## EXERCISE MATERIAL

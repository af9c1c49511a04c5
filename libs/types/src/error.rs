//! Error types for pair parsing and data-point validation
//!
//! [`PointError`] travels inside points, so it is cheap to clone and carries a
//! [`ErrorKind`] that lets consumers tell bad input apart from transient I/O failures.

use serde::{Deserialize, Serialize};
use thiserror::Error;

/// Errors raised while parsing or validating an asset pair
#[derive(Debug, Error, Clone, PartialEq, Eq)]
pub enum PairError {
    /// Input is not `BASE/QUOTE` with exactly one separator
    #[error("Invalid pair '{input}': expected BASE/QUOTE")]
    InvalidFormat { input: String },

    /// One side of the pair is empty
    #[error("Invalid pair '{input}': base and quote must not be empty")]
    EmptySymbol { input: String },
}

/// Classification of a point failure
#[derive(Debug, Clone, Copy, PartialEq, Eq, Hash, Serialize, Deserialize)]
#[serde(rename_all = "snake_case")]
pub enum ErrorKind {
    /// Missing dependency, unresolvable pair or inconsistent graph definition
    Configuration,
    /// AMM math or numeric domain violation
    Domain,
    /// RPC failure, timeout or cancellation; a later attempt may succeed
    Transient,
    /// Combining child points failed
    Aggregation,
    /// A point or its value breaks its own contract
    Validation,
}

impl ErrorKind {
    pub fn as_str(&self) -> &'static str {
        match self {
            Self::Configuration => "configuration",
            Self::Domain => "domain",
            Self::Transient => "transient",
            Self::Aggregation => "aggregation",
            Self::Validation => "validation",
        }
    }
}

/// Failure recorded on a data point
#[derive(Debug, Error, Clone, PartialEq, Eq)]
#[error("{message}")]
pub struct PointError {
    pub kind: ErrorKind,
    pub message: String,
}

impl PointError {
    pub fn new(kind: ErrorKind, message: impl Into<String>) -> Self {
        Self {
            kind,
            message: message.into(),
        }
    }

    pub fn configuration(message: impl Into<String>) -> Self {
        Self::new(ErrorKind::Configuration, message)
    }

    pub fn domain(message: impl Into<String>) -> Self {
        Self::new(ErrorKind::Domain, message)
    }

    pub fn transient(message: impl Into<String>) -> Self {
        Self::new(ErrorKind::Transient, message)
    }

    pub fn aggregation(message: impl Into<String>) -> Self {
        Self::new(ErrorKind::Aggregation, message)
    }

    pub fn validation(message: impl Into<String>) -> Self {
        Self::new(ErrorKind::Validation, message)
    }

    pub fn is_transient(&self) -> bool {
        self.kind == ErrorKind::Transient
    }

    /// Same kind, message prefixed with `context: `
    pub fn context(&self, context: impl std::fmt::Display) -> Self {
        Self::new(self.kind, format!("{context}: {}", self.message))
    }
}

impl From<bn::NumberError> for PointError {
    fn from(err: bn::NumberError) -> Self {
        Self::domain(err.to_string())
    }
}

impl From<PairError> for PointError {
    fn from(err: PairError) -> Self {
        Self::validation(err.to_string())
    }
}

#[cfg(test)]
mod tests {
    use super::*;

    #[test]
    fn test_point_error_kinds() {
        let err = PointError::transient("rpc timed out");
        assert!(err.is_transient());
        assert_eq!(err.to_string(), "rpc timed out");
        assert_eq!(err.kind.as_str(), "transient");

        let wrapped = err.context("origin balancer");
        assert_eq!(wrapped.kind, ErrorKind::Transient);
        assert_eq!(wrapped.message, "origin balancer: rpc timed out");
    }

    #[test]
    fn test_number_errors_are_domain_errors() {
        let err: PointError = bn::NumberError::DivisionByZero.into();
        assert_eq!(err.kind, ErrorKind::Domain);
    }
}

## THE TASK
Where the word "Deserialize" occurs in a line of the records, copy that line.

## SOLUTION FOR THIS PROBLEM
use serde::{Deserialize, Serialize};
#[derive(Debug, Clone, Copy, PartialEq, Eq, Hash, Serialize, Deserialize)]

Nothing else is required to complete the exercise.